When Washington Was In Vogue
Page 10
“I should say it looked rather bad for somebody.”
“I can make it more pointed than that,” said Tommie. “In Philadelphia I saw one of those coats sold to a well-known New York woman for a mere song. Later on in the winter, she was accosted by detectives in a theater on Seventh Avenue, and the coat identified and taken from her on the spot.”
“Yes, I recall hearing about it from New York friends. The interesting, though somewhat disheartening, fact is that their only reaction was that the poor woman had rotten luck,” I said.

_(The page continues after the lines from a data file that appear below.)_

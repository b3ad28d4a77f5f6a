use anyhow::Result;
use image::codecs::jpeg::JpegEncoder;
use image::{ImageFormat, Rgb, RgbImage};
use serde_json::Value;
use std::collections::BTreeMap;
use std::io::{Cursor, Read, Write};
use std::net::TcpStream;
use std::sync::mpsc;
use std::sync::Arc;
use std::time::Duration;
use tempfile::tempdir;

use firewatch::api::{ApiConfig, ApiHandle, ApiServer, ApiState};
use firewatch::auth::token_digest_hex;
use firewatch::{
    ArtifactStore, BackendRegistry, BoundingBox, Detection, DetectionLogWriter, DetectionProfile, DetectorBackend,
    Frame, FrameSampler, Orchestrator, SharedDetector, SqliteDetectionLogStore,
    StaticTokenVerifier, StubBackend, TargetPolicy,
};

const TOKEN: &str = "test-token";
const BOUNDARY: &str = "firewatch-test-boundary";

/// Reports fire at the listed frame indices, scaled to each frame.
struct FireAt {
    frames: Vec<u64>,
    confidence: f32,
}

impl DetectorBackend for FireAt {
    fn name(&self) -> &'static str {
        "fire-at"
    }

    fn labels(&self) -> Vec<String> {
        vec!["fire".to_string()]
    }

    fn detect(&mut self, frame: &Frame) -> Result<Vec<Detection>> {
        if !self.frames.contains(&frame.index) {
            return Ok(Vec::new());
        }
        let (w, h) = (frame.width() as f32, frame.height() as f32);
        Ok(vec![Detection::new(
            "fire",
            self.confidence,
            BoundingBox::new(w * 0.15, h * 0.15, w * 0.8, h * 0.8),
        )])
    }
}

/// Blocks inside `detect` until released, to hold a worker busy.
struct Gate {
    entered: mpsc::Sender<()>,
    release: mpsc::Receiver<()>,
}

impl DetectorBackend for Gate {
    fn name(&self) -> &'static str {
        "gate"
    }

    fn labels(&self) -> Vec<String> {
        vec!["fire".to_string()]
    }

    fn detect(&mut self, _frame: &Frame) -> Result<Vec<Detection>> {
        let _ = self.entered.send(());
        let _ = self.release.recv_timeout(Duration::from_secs(10));
        Ok(Vec::new())
    }
}

struct TestApi {
    dir: tempfile::TempDir,
    api_handle: Option<ApiHandle>,
}

impl TestApi {
    fn new<B: DetectorBackend + 'static>(fire_backend: B, max_concurrent: usize) -> Result<Self> {
        let dir = tempdir()?;
        let store = SqliteDetectionLogStore::open(&dir.path().join("firewatch.db").to_string_lossy())?;
        let orchestrator = Orchestrator::new(
            ArtifactStore::new(dir.path().join("temp"), dir.path().join("log"))?,
            DetectionLogWriter::new(store),
            FrameSampler::new(30, 1000)?,
        );

        let mut registry = BackendRegistry::new();
        registry.register("fire", fire_backend);
        registry.insert(
            "metal",
            SharedDetector::new(StubBackend::with_labels(vec![
                "steel".to_string(),
                "aluminum".to_string(),
                "copper".to_string(),
            ])),
        );
        let mut profiles = BTreeMap::new();
        profiles.insert(
            "fire".to_string(),
            DetectionProfile::new("fire", TargetPolicy::fire(), registry.require("fire")?),
        );
        profiles.insert(
            "metal".to_string(),
            DetectionProfile::new(
                "metal",
                TargetPolicy::new(["steel", "aluminum", "copper"]),
                registry.require("metal")?,
            )
            .with_messages("metal detected", "no metal detected"),
        );

        let state = ApiState {
            orchestrator,
            profiles,
            registry,
            verifier: Arc::new(StaticTokenVerifier::from_hex_digests([token_digest_hex(TOKEN)])?),
        };
        let api_config = ApiConfig {
            addr: "127.0.0.1:0".to_string(),
            max_body_bytes: 4 * 1024 * 1024,
            max_concurrent_requests: max_concurrent,
            ..ApiConfig::default()
        };
        let api_handle = ApiServer::new(api_config, state).spawn()?;
        Ok(Self {
            dir,
            api_handle: Some(api_handle),
        })
    }

    fn handle(&self) -> &ApiHandle {
        self.api_handle
            .as_ref()
            .expect("test API handle should be initialized")
    }

    fn send(&self, request: &[u8]) -> Result<Response> {
        let mut stream = TcpStream::connect(self.handle().addr)?;
        stream.write_all(request)?;
        read_response(&mut stream)
    }

    fn get(&self, path: &str, token: Option<&str>) -> Result<Response> {
        let auth = token
            .map(|t| format!("Authorization: Bearer {t}\r\n"))
            .unwrap_or_default();
        self.send(format!("GET {path} HTTP/1.1\r\nHost: localhost\r\n{auth}\r\n").as_bytes())
    }

    fn upload(&self, path: &str, field: &str, file_name: &str, data: &[u8]) -> Result<Response> {
        self.send(&upload_request(path, field, file_name, data, Some(TOKEN)))
    }

    fn artifact_count(&self) -> usize {
        std::fs::read_dir(self.dir.path().join("log")).unwrap().count()
    }

    fn staging_count(&self) -> usize {
        std::fs::read_dir(self.dir.path().join("temp")).unwrap().count()
    }
}

impl Drop for TestApi {
    fn drop(&mut self) {
        if let Some(handle) = self.api_handle.take() {
            handle.stop().expect("failed to stop API server");
        }
    }
}

struct Response {
    status: u16,
    headers: String,
    body: Vec<u8>,
}

impl Response {
    fn json(&self) -> Value {
        serde_json::from_slice(&self.body).expect("json body")
    }
}

fn read_response(stream: &mut TcpStream) -> Result<Response> {
    let mut raw = Vec::new();
    stream.read_to_end(&mut raw)?;
    let split = raw
        .windows(4)
        .position(|w| w == b"\r\n\r\n")
        .expect("response has a header terminator");
    let headers = String::from_utf8_lossy(&raw[..split]).to_string();
    let status = headers
        .split_whitespace()
        .nth(1)
        .and_then(|s| s.parse().ok())
        .expect("status code");
    Ok(Response {
        status,
        headers,
        body: raw[split + 4..].to_vec(),
    })
}

fn upload_request(
    path: &str,
    field: &str,
    file_name: &str,
    data: &[u8],
    token: Option<&str>,
) -> Vec<u8> {
    let mut body = Vec::new();
    body.extend_from_slice(
        format!(
            "--{BOUNDARY}\r\nContent-Disposition: form-data; name=\"{field}\"; filename=\"{file_name}\"\r\nContent-Type: application/octet-stream\r\n\r\n"
        )
        .as_bytes(),
    );
    body.extend_from_slice(data);
    body.extend_from_slice(format!("\r\n--{BOUNDARY}--\r\n").as_bytes());

    let auth = token
        .map(|t| format!("Authorization: Bearer {t}\r\n"))
        .unwrap_or_default();
    let mut request = format!(
        "POST {path} HTTP/1.1\r\nHost: localhost\r\n{auth}Content-Type: multipart/form-data; boundary={BOUNDARY}\r\nContent-Length: {}\r\n\r\n",
        body.len()
    )
    .into_bytes();
    request.extend_from_slice(&body);
    request
}

fn png(width: u32, height: u32) -> Vec<u8> {
    let img = RgbImage::from_pixel(width, height, Rgb([50, 60, 70]));
    let mut out = Cursor::new(Vec::new());
    img.write_to(&mut out, ImageFormat::Png).unwrap();
    out.into_inner()
}

fn mjpeg(frames: usize) -> Vec<u8> {
    let img = RgbImage::from_pixel(16, 16, Rgb([50, 60, 70]));
    let mut one = Vec::new();
    JpegEncoder::new(&mut one).encode_image(&img).unwrap();
    one.repeat(frames)
}

fn no_fire() -> FireAt {
    FireAt {
        frames: Vec::new(),
        confidence: 0.0,
    }
}

#[test]
fn health_is_public_and_reports_backends() -> Result<()> {
    let api = TestApi::new(no_fire(), 4)?;
    let response = api.get("/health", None)?;
    assert_eq!(response.status, 200);
    let value = response.json();
    assert_eq!(value["status"], "ok");
    assert_eq!(value["model_loaded"], true);
    assert_eq!(value["backends"].as_array().unwrap().len(), 2);
    Ok(())
}

#[test]
fn detection_routes_require_bearer_token() -> Result<()> {
    let api = TestApi::new(no_fire(), 4)?;

    let response = api.send(&upload_request("/detect/stream", "frame", "cam.png", &png(8, 8), None))?;
    assert_eq!(response.status, 401);
    assert_eq!(response.json()["error"], "unauthorized");

    let response = api.send(&upload_request(
        "/detect/stream",
        "frame",
        "cam.png",
        &png(8, 8),
        Some("wrong"),
    ))?;
    assert_eq!(response.status, 401);

    let response = api.get("/detections?token=test-token", None)?;
    assert_eq!(response.status, 400);

    let response = api.get("/detections", None)?;
    assert_eq!(response.status, 401);
    assert_eq!(api.staging_count(), 0);
    Ok(())
}

#[test]
fn predict_fire_returns_result_and_serves_artifact() -> Result<()> {
    let api = TestApi::new(
        FireAt {
            frames: vec![0],
            confidence: 0.92,
        },
        4,
    )?;

    let response = api.upload("/predict_fire", "file", "cam.png", &png(64, 64))?;
    assert_eq!(response.status, 200);
    let value = response.json();
    assert_eq!(value["has_fire"], true);
    assert!((value["confidence_score"].as_f64().unwrap() - 0.92).abs() < 1e-6);
    assert_eq!(value["message"], "fire detected");
    assert_eq!(value["file_name"], "cam.png");
    assert_eq!(value["detections"][0]["class_name"], "fire");
    assert_eq!(value["date"].as_str().unwrap().len(), "2024-01-01 00:00:00".len());
    let id = value["id"].as_str().unwrap().to_string();
    let image = value["result_image"].as_str().unwrap().to_string();
    assert_eq!(image, format!("{id}.png"));
    assert_eq!(api.artifact_count(), 1);
    assert_eq!(api.staging_count(), 0);

    let artifact = api.get(&format!("/log/{image}"), None)?;
    assert_eq!(artifact.status, 200);
    assert!(artifact.headers.contains("Content-Type: image/png"));
    assert!(image::load_from_memory(&artifact.body).is_ok());

    let record = api.get(&format!("/detections/{id}"), Some(TOKEN))?;
    assert_eq!(record.status, 200);
    let record = record.json();
    assert_eq!(record["id"], id.as_str());
    assert_eq!(record["source_type"], "upload");
    assert_eq!(record["result_image"], image.as_str());
    assert!(record["subject_id"].as_str().unwrap().starts_with("token:"));

    let recent = api.get("/detections?limit=5", Some(TOKEN))?;
    assert_eq!(recent.status, 200);
    assert_eq!(recent.json().as_array().unwrap().len(), 1);
    Ok(())
}

#[test]
fn stream_frame_without_fire_is_logged_without_artifact() -> Result<()> {
    let api = TestApi::new(no_fire(), 4)?;
    let response = api.upload("/detect/stream", "frame", "frame.jpg", &png(16, 16))?;
    assert_eq!(response.status, 200);
    let value = response.json();
    assert_eq!(value["has_fire"], false);
    assert_eq!(value["confidence_score"], 0.0);
    assert_eq!(value["message"], "safe");
    assert_eq!(api.artifact_count(), 0);

    let record = api.get(&format!("/detections/{}", value["id"].as_str().unwrap()), Some(TOKEN))?;
    assert_eq!(record.json()["source_type"], "camera-frame");
    Ok(())
}

#[test]
fn video_upload_samples_every_thirtieth_frame() -> Result<()> {
    let api = TestApi::new(
        FireAt {
            frames: vec![30],
            confidence: 0.71,
        },
        4,
    )?;
    let response = api.upload("/detect/upload", "video", "clip.mjpeg", &mjpeg(61))?;
    assert_eq!(response.status, 200);
    let value = response.json();
    assert_eq!(value["has_fire"], true);
    assert!((value["confidence_score"].as_f64().unwrap() - 0.71).abs() < 1e-6);
    assert_eq!(value["detections"].as_array().unwrap().len(), 1);
    assert_eq!(value["detections"][0]["frame_index"], 30);
    assert_eq!(api.artifact_count(), 1);
    assert_eq!(api.staging_count(), 0);
    Ok(())
}

#[test]
fn predict_metal_uses_metal_profile() -> Result<()> {
    let api = TestApi::new(no_fire(), 4)?;
    let response = api.upload("/predict_metal", "file", "scrap.jpeg", &png(16, 16))?;
    assert_eq!(response.status, 200);
    let value = response.json();
    assert_eq!(value["has_target"], false);
    assert!(value.get("has_fire").is_none());
    assert_eq!(value["message"], "no metal detected");
    assert!(value["result_image"].is_null());
    Ok(())
}

#[test]
fn unsupported_media_is_rejected_without_side_effects() -> Result<()> {
    let api = TestApi::new(no_fire(), 4)?;
    let response = api.upload("/predict_fire", "file", "notes.txt", b"hello")?;
    assert_eq!(response.status, 422);
    assert_eq!(response.json()["error"], "unsupported_media");
    assert_eq!(api.staging_count(), 0);
    assert_eq!(api.artifact_count(), 0);

    let recent = api.get("/detections", Some(TOKEN))?;
    assert_eq!(recent.json().as_array().unwrap().len(), 0);

    let response = api.send(
        format!(
            "POST /predict_fire HTTP/1.1\r\nAuthorization: Bearer {TOKEN}\r\nContent-Type: application/json\r\nContent-Length: 2\r\n\r\n{{}}"
        )
        .as_bytes(),
    )?;
    assert_eq!(response.status, 422);
    assert_eq!(response.json()["error"], "invalid_request");
    Ok(())
}

#[test]
fn oversize_body_is_rejected_before_reading() -> Result<()> {
    let api = TestApi::new(no_fire(), 4)?;
    let response = api.send(
        format!(
            "POST /detect/upload HTTP/1.1\r\nAuthorization: Bearer {TOKEN}\r\nContent-Type: multipart/form-data; boundary=x\r\nContent-Length: {}\r\n\r\n",
            512 * 1024 * 1024
        )
        .as_bytes(),
    )?;
    assert_eq!(response.status, 413);
    assert_eq!(response.json()["error"], "payload_too_large");
    Ok(())
}

#[test]
fn unknown_routes_and_bad_artifact_names_are_not_found() -> Result<()> {
    let api = TestApi::new(no_fire(), 4)?;
    assert_eq!(api.get("/nope", None)?.status, 404);
    assert_eq!(api.get("/log/..%2Fsecret.png", None)?.status, 404);
    assert_eq!(api.get("/log/missing.png", None)?.status, 404);
    assert_eq!(api.get("/detections/unknown-id", Some(TOKEN))?.status, 404);
    assert_eq!(api.get("/predict_fire", Some(TOKEN))?.status, 405);
    Ok(())
}

#[test]
fn connections_beyond_capacity_get_503() -> Result<()> {
    let (entered_tx, entered_rx) = mpsc::channel();
    let (release_tx, release_rx) = mpsc::channel();
    let api = TestApi::new(
        Gate {
            entered: entered_tx,
            release: release_rx,
        },
        1,
    )?;

    let addr = api.handle().addr;
    let busy = std::thread::spawn(move || -> Result<u16> {
        let mut stream = TcpStream::connect(addr)?;
        stream.write_all(&upload_request(
            "/detect/stream",
            "frame",
            "cam.png",
            &png(8, 8),
            Some(TOKEN),
        ))?;
        Ok(read_response(&mut stream)?.status)
    });
    entered_rx.recv_timeout(Duration::from_secs(10))?;

    // Rejected on accept, before anything is read.
    let mut stream = TcpStream::connect(addr)?;
    let rejected = read_response(&mut stream)?;
    assert_eq!(rejected.status, 503);
    assert_eq!(rejected.json()["error"], "busy");

    release_tx.send(())?;
    assert_eq!(busy.join().unwrap()?, 200);

    let mut status = 0;
    for _ in 0..50 {
        status = api.get("/health", None)?.status;
        if status == 200 {
            break;
        }
        std::thread::sleep(Duration::from_millis(20));
    }
    assert_eq!(status, 200);
    Ok(())
}

#[test]
fn quoted_upload_names_survive_multipart_parsing() -> Result<()> {
    let api = TestApi::new(no_fire(), 4)?;
    let response = api.upload("/predict_fire", "file", "yard;north.png", &png(16, 16))?;
    assert_eq!(response.status, 200);
    let value = response.json();
    assert_eq!(value["file_name"], "yard;north.png");
    assert_eq!(value["has_fire"], false);
    Ok(())
}
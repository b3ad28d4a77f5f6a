//! Credential verification.
//!
//! The API resolves an opaque bearer credential to a subject id before any
//! pipeline work starts. Two schemes are supported:
//! - server-side sessions stored in SQLite, with expiry enforced on lookup
//! - static tokens configured as SHA-256 digests, so plaintext never sits in config
//!
//! Issuing credentials is out of scope; sessions are created by whatever owns the
//! user accounts.

use anyhow::{anyhow, Context};
use chrono::{DateTime, Utc};
use rusqlite::{params, Connection, OptionalExtension};
use sha2::{Digest, Sha256};
use std::collections::HashSet;
use std::sync::Mutex;

use crate::error::AuthError;
use crate::log::open_db_connection;

/// Authenticated caller.
#[derive(Clone, Debug, PartialEq, Eq)]
pub struct Subject {
    pub id: String,
}

pub trait CredentialVerifier: Send + Sync {
    fn scheme(&self) -> &'static str;

    fn resolve(&self, credential: &str) -> Result<Subject, AuthError>;
}

/// Extract the token from an `Authorization` header value.
pub fn parse_bearer(header: Option<&str>) -> Result<&str, AuthError> {
    let value = header.ok_or(AuthError::Missing)?;
    let mut parts = value.split_whitespace();
    let scheme = parts.next().ok_or(AuthError::Missing)?;
    if !scheme.eq_ignore_ascii_case("bearer") {
        return Err(AuthError::BadScheme);
    }
    let token = parts.next().ok_or(AuthError::Missing)?;
    if parts.next().is_some() {
        return Err(AuthError::BadScheme);
    }
    Ok(token)
}

/// Session lookup against a `sessions(id, subject_id, expires_at)` table.
pub struct SessionTokenVerifier {
    conn: Mutex<Connection>,
}

impl SessionTokenVerifier {
    pub fn open(db_path: &str) -> anyhow::Result<Self> {
        let conn = open_db_connection(db_path)?;
        conn.execute_batch(
            r#"
            CREATE TABLE IF NOT EXISTS sessions (
              id TEXT PRIMARY KEY,
              subject_id TEXT NOT NULL,
              expires_at TEXT NOT NULL
            );
            "#,
        )
        .context("create sessions table")?;
        Ok(Self {
            conn: Mutex::new(conn),
        })
    }

    fn lookup(&self, token: &str, now: DateTime<Utc>) -> anyhow::Result<Result<Subject, AuthError>> {
        let conn = self
            .conn
            .lock()
            .map_err(|_| anyhow!("session store lock poisoned"))?;
        let row: Option<(String, String)> = conn
            .query_row(
                "SELECT subject_id, expires_at FROM sessions WHERE id = ?1",
                params![token],
                |row| Ok((row.get(0)?, row.get(1)?)),
            )
            .optional()?;
        let Some((subject_id, expires_at)) = row else {
            return Ok(Err(AuthError::Unknown));
        };
        let expires_at = DateTime::parse_from_rfc3339(&expires_at)
            .context("parse session expiry")?
            .with_timezone(&Utc);
        if expires_at <= now {
            conn.execute("DELETE FROM sessions WHERE id = ?1", params![token])?;
            log::info!("removed expired session for subject {}", subject_id);
            return Ok(Err(AuthError::Expired));
        }
        Ok(Ok(Subject { id: subject_id }))
    }
}

impl CredentialVerifier for SessionTokenVerifier {
    fn scheme(&self) -> &'static str {
        "session"
    }

    fn resolve(&self, credential: &str) -> Result<Subject, AuthError> {
        self.lookup(credential, Utc::now())
            .map_err(AuthError::Backend)?
    }
}

/// Bearer tokens whose SHA-256 digest appears in the configured set.
#[derive(Clone, Debug, Default)]
pub struct StaticTokenVerifier {
    digests: HashSet<[u8; 32]>,
}

impl StaticTokenVerifier {
    pub fn from_hex_digests<I, S>(digests: I) -> anyhow::Result<Self>
    where
        I: IntoIterator<Item = S>,
        S: AsRef<str>,
    {
        let mut set = HashSet::new();
        for digest in digests {
            set.insert(parse_digest(digest.as_ref())?);
        }
        Ok(Self { digests: set })
    }

    pub fn is_empty(&self) -> bool {
        self.digests.is_empty()
    }
}

impl CredentialVerifier for StaticTokenVerifier {
    fn scheme(&self) -> &'static str {
        "static"
    }

    fn resolve(&self, credential: &str) -> Result<Subject, AuthError> {
        let digest: [u8; 32] = Sha256::digest(credential.as_bytes()).into();
        if !self.digests.contains(&digest) {
            return Err(AuthError::Unknown);
        }
        Ok(Subject {
            id: format!("token:{}", &hex::encode(digest)[..12]),
        })
    }
}

/// SHA-256 hex digest of a token, as written into config.
pub fn token_digest_hex(token: &str) -> String {
    hex::encode(Sha256::digest(token.as_bytes()))
}

fn parse_digest(value: &str) -> anyhow::Result<[u8; 32]> {
    let bytes = hex::decode(value.trim()).context("token digest must be hex")?;
    bytes
        .try_into()
        .map_err(|_| anyhow!("token digest must be 32 bytes"))
}
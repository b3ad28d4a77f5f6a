use anyhow::{anyhow, Result};
use std::collections::HashMap;
use std::io::{Read, Write};
use std::net::TcpStream;
use std::time::Duration;

const MAX_HEADER_BYTES: usize = 16 * 1024;
const READ_TIMEOUT: Duration = Duration::from_secs(30);

#[derive(Debug)]
pub(crate) struct HttpRequest {
    pub method: String,
    pub path: String,
    pub raw_path: String,
    pub headers: HashMap<String, String>,
    pub body: Vec<u8>,
}

/// Why a request could not be read; each maps to a response.
#[derive(Debug)]
pub(crate) enum ReadError {
    Malformed(anyhow::Error),
    LengthRequired,
    TooLarge(usize),
    Io(std::io::Error),
}

impl From<std::io::Error> for ReadError {
    fn from(err: std::io::Error) -> Self {
        ReadError::Io(err)
    }
}

pub(crate) fn read_request(
    stream: &mut TcpStream,
    max_body_bytes: usize,
) -> std::result::Result<HttpRequest, ReadError> {
    stream.set_read_timeout(Some(READ_TIMEOUT))?;
    let mut buf = [0u8; 4096];
    let mut data = Vec::new();
    let header_end = loop {
        if let Some(pos) = find_subslice(&data, b"\r\n\r\n") {
            break pos;
        }
        if data.len() > MAX_HEADER_BYTES {
            return Err(ReadError::Malformed(anyhow!("request headers too large")));
        }
        let n = stream.read(&mut buf)?;
        if n == 0 {
            return Err(ReadError::Malformed(anyhow!("connection closed mid-headers")));
        }
        data.extend_from_slice(&buf[..n]);
    };

    let head = String::from_utf8_lossy(&data[..header_end]).to_string();
    let mut request = parse_head(&head).map_err(ReadError::Malformed)?;

    let content_length = match request.headers.get("content-length") {
        Some(value) => value
            .parse::<usize>()
            .map_err(|_| ReadError::Malformed(anyhow!("invalid content-length")))?,
        None if request.method == "POST" => return Err(ReadError::LengthRequired),
        None => 0,
    };
    if content_length > max_body_bytes {
        return Err(ReadError::TooLarge(content_length));
    }

    let mut body = data.split_off(header_end + 4);
    if body.len() > content_length {
        body.truncate(content_length);
    }
    body.reserve(content_length - body.len());
    while body.len() < content_length {
        let want = (content_length - body.len()).min(buf.len());
        let n = stream.read(&mut buf[..want])?;
        if n == 0 {
            return Err(ReadError::Malformed(anyhow!(
                "connection closed after {} of {} body bytes",
                body.len(),
                content_length
            )));
        }
        body.extend_from_slice(&buf[..n]);
    }
    request.body = body;
    Ok(request)
}

fn parse_head(head: &str) -> Result<HttpRequest> {
    let mut lines = head.split("\r\n");
    let request_line = lines.next().ok_or_else(|| anyhow!("empty request"))?;
    let mut parts = request_line.split_whitespace();
    let method = parts.next().ok_or_else(|| anyhow!("missing method"))?;
    let raw_path = parts.next().ok_or_else(|| anyhow!("missing path"))?;
    let mut headers = HashMap::new();
    for line in lines {
        if line.is_empty() {
            break;
        }
        if let Some((k, v)) = line.split_once(':') {
            headers.insert(k.trim().to_lowercase(), v.trim().to_string());
        }
    }
    let path = raw_path.split('?').next().unwrap_or(raw_path).to_string();
    Ok(HttpRequest {
        method: method.to_string(),
        path,
        raw_path: raw_path.to_string(),
        headers,
        body: Vec::new(),
    })
}

impl HttpRequest {
    pub fn header(&self, name: &str) -> Option<&str> {
        self.headers.get(name).map(|v| v.as_str())
    }

    pub fn query_param(&self, key: &str) -> Option<&str> {
        let query = self.raw_path.split_once('?')?.1;
        query.split('&').find_map(|pair| {
            let (k, v) = pair.split_once('=').unwrap_or((pair, ""));
            (k == key).then_some(v)
        })
    }

    pub fn has_query_token(&self) -> bool {
        self.query_param("token").is_some()
    }
}

pub(crate) fn write_json_response(stream: &mut TcpStream, status: u16, body: &str) -> Result<()> {
    write_response(stream, status, "application/json", body.as_bytes())
}

pub(crate) fn write_response(
    stream: &mut TcpStream,
    status: u16,
    content_type: &str,
    body: &[u8],
) -> Result<()> {
    let header = format!(
        "HTTP/1.1 {status} {reason}\r\nContent-Type: {content_type}\r\nContent-Length: {len}\r\nCache-Control: no-store\r\nConnection: close\r\n\r\n",
        status = status,
        reason = reason_phrase(status),
        content_type = content_type,
        len = body.len()
    );
    stream.write_all(header.as_bytes())?;
    stream.write_all(body)?;
    stream.flush()?;
    Ok(())
}

fn reason_phrase(status: u16) -> &'static str {
    match status {
        200 => "OK",
        400 => "Bad Request",
        401 => "Unauthorized",
        404 => "Not Found",
        405 => "Method Not Allowed",
        408 => "Request Timeout",
        409 => "Conflict",
        411 => "Length Required",
        413 => "Payload Too Large",
        422 => "Unprocessable Entity",
        503 => "Service Unavailable",
        _ => "Internal Server Error",
    }
}

pub(crate) fn find_subslice(haystack: &[u8], needle: &[u8]) -> Option<usize> {
    if needle.is_empty() || haystack.len() < needle.len() {
        return None;
    }
    haystack.windows(needle.len()).position(|w| w == needle)
}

“Any number of people got these letters. The broadcast sending of them seems to suggest a feeling of security on the part of the seller.”
“How much of this sort of thing is done?” I asked.
“I have no idea,” said Tommie. “But too much, I fear, for our self-respect. You have seen one, at least, of these fur coats, yourself—oh, I shan’t say whose it is!”
Well, I suppose when folks must keep up with the Joneses, or die, the method or process is of comparatively little importance. It’s only another instance of the demoralizing influence of our anomalous position in American life. Truly, in many ways we are Ishmaelites, with every man’s hand against us, and our hands against every man, so that even our own crooks feel safe in the shadow of this situation, confident that if we will have no share in the spoils of their crimes, we will not, at any rate, betray them!”
Did it ever strike you,” interjected Genevieve, “that when a people really religious, both by temperament and training, come into close and forced contact with a soulless civilization like that of the Anglo-Saxon, that they are in very grave danger? They are likely to lose their own warm spiritual feeling completely, while, on the other hand, they do not gain, as an offset, the colder ethical standards of the other race. It’s the old case of swapping horses while crossing a stream.”
“Your explanation certainly fits many of the points in the case,” said I. “Well, it is an unpleasant subject. It’s dreadful to have to wonder where some of your good friends get their pretty clothes.”
Then we went up into the parlor, and turned on the Victrola and—oh fortunate mortal—I danced with Caroline and Thoma-sine and Genevieve in turn. Genevieve is a fine dancer, though she is so very quiet one would never suspect it, but Tommie, as I have already said, is a nine days’ wonder. She’s a ball of thistledown animated by the combined spirits of Grace and Rhythm. I could dance with her forever, and never tire!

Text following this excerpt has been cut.